* **Required work**
Give again, word for word, each line below starting at the one that contains "filename src/batch/readout.rs" and ending at the one that contains "for (i, (start, end)) in ranges.iter().enumerate()".

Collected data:
_ _ _ _
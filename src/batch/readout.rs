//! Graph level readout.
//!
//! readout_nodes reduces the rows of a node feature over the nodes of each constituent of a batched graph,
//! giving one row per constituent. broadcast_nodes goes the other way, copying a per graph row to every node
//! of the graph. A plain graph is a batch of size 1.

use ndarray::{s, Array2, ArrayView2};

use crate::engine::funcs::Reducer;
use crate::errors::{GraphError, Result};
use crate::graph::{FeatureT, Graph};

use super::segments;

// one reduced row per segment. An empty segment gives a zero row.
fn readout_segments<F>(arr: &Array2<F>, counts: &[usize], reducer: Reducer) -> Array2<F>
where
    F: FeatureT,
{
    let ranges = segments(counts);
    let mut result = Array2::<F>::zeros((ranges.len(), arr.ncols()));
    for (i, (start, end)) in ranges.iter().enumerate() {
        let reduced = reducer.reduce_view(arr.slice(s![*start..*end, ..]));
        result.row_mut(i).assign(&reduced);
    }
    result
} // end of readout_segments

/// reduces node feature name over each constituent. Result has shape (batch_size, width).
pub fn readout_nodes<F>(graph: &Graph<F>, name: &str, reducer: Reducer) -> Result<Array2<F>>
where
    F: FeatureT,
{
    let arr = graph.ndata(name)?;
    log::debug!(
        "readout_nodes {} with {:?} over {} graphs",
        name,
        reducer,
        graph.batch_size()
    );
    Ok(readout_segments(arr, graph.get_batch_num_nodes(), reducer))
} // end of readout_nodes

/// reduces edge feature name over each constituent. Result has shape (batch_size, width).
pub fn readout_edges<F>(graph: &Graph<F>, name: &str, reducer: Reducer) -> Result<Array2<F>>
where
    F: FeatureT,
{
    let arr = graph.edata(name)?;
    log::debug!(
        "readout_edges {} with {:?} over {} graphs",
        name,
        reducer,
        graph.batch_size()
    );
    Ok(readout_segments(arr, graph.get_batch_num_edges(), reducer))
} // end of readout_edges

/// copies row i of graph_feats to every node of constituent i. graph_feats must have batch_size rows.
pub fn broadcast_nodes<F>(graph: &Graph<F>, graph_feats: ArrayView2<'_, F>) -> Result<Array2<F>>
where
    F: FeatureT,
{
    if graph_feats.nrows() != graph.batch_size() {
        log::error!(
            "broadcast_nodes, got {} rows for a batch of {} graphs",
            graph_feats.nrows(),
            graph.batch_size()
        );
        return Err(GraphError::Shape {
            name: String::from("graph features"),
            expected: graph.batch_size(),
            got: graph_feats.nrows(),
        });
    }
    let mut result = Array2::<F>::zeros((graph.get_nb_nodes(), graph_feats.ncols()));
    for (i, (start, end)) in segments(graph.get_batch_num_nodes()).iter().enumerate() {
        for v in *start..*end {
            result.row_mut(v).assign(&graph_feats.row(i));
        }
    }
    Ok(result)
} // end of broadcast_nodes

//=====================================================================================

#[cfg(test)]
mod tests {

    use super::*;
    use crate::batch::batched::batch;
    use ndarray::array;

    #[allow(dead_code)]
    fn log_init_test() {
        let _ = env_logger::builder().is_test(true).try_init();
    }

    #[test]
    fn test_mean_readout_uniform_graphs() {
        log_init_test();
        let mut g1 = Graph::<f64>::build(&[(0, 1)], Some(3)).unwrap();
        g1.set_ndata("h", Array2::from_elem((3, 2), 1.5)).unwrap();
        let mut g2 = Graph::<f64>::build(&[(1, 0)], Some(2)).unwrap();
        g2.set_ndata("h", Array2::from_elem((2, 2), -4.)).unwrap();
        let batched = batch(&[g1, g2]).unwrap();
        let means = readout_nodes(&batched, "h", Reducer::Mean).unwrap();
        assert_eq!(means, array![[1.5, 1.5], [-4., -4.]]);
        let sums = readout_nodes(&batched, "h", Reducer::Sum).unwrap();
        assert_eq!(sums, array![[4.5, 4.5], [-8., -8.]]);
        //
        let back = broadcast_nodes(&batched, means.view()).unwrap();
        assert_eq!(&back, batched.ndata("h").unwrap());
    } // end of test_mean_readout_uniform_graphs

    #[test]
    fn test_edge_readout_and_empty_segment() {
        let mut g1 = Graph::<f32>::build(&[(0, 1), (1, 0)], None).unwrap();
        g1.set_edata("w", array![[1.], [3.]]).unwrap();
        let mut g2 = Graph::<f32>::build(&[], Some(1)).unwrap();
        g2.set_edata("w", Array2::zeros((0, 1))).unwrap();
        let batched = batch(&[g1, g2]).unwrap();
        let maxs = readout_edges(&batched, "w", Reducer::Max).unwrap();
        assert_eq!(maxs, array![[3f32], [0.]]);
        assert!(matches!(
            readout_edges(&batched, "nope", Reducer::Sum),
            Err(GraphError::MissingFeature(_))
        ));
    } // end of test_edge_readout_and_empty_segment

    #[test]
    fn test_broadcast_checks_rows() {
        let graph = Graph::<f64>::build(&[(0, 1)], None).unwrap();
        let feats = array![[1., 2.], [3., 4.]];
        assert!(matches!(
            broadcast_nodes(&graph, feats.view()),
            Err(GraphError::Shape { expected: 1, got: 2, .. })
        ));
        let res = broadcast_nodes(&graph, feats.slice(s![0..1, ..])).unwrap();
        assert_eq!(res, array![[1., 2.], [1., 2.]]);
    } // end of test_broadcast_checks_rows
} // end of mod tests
_ _ _ _
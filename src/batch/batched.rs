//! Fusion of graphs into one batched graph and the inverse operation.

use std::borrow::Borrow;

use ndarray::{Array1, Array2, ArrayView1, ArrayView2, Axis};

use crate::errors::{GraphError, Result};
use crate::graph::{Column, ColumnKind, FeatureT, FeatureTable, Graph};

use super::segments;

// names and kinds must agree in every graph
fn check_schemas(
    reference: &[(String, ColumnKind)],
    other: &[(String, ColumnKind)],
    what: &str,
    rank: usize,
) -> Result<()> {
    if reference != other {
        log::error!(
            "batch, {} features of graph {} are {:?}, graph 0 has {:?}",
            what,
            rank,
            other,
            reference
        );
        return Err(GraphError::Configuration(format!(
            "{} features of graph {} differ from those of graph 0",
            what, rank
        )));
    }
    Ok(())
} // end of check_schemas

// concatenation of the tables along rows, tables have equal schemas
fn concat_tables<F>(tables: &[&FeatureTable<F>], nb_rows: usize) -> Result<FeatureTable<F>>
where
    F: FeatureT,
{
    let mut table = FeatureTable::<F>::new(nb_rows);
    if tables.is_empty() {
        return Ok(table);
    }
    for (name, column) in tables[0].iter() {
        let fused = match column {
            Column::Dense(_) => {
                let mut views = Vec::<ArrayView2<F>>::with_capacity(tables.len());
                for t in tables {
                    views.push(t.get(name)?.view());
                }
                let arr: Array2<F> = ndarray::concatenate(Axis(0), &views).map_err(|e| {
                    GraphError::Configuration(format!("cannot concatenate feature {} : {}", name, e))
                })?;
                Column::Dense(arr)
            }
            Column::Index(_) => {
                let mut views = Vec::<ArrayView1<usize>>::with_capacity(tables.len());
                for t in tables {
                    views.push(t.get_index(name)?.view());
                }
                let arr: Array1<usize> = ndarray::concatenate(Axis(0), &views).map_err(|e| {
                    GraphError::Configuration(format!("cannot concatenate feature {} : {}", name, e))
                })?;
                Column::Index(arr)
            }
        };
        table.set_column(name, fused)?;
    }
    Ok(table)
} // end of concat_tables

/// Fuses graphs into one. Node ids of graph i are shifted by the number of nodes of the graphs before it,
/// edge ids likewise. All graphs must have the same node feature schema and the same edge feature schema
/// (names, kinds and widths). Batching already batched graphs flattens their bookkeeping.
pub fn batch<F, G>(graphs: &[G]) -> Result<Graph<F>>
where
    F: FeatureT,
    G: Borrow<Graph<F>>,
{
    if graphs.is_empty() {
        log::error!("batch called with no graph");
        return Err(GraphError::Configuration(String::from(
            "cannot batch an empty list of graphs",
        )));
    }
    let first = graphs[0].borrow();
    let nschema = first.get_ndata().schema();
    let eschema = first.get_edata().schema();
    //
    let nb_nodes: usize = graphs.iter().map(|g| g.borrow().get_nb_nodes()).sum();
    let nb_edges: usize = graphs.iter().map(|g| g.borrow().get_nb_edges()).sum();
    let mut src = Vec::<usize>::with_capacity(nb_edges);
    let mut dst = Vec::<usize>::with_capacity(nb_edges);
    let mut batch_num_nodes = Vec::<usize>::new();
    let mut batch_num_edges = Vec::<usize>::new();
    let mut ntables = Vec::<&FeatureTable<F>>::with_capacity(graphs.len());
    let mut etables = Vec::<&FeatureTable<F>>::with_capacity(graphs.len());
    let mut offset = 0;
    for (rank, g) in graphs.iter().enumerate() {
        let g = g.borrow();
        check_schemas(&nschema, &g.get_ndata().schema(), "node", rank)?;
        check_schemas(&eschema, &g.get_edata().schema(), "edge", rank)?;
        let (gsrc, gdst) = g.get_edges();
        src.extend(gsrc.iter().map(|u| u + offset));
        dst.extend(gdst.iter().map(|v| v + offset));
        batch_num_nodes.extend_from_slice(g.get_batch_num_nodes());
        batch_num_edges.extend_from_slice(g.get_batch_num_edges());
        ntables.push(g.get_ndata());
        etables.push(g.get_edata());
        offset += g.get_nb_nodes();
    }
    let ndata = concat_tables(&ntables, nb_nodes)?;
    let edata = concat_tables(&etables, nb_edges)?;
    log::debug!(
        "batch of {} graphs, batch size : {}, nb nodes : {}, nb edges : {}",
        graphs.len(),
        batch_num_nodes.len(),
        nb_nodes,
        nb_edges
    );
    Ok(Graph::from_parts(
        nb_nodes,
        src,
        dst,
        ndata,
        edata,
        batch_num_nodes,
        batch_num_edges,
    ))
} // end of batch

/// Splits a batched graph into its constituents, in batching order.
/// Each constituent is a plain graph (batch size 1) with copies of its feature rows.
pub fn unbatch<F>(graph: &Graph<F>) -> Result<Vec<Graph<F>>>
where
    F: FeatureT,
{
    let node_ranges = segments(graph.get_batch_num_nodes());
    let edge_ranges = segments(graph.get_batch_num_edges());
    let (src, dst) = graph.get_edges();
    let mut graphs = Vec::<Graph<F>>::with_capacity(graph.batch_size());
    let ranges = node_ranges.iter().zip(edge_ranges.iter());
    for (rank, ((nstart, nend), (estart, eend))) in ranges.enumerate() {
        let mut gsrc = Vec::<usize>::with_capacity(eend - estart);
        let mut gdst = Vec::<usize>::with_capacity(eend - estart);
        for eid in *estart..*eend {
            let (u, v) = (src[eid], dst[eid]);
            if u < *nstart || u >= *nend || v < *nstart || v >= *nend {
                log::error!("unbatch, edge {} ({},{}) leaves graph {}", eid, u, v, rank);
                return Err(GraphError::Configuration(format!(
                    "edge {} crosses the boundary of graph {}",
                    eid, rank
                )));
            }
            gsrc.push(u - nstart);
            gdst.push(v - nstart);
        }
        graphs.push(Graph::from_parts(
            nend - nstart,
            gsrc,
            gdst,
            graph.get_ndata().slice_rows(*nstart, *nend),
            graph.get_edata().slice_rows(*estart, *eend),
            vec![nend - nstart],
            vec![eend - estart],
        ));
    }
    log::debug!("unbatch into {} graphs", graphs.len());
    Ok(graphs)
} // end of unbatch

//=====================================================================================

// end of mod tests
_ _ _ _
* **Response box**
filename src/batch/readout.rs
//! Graph level readout.
//!
//! readout_nodes reduces the rows of a node feature over the nodes of each constituent of a batched graph,
//! giving one row per constituent. broadcast_nodes goes the other way, copying a per graph row to every node
//! of the graph. A plain graph is a batch of size 1.

use ndarray::{s, Array2, ArrayView2};

use crate::engine::funcs::Reducer;
use crate::errors::{GraphError, Result};
use crate::graph::{FeatureT, Graph};

use super::segments;

// one reduced row per segment. An empty segment gives a zero row.
fn readout_segments<F>(arr: &Array2<F>, counts: &[usize], reducer: Reducer) -> Array2<F>
where
    F: FeatureT,
{
    let ranges = segments(counts);
    let mut result = Array2::<F>::zeros((ranges.len(), arr.ncols()));
    for (i, (start, end)) in ranges.iter().enumerate() {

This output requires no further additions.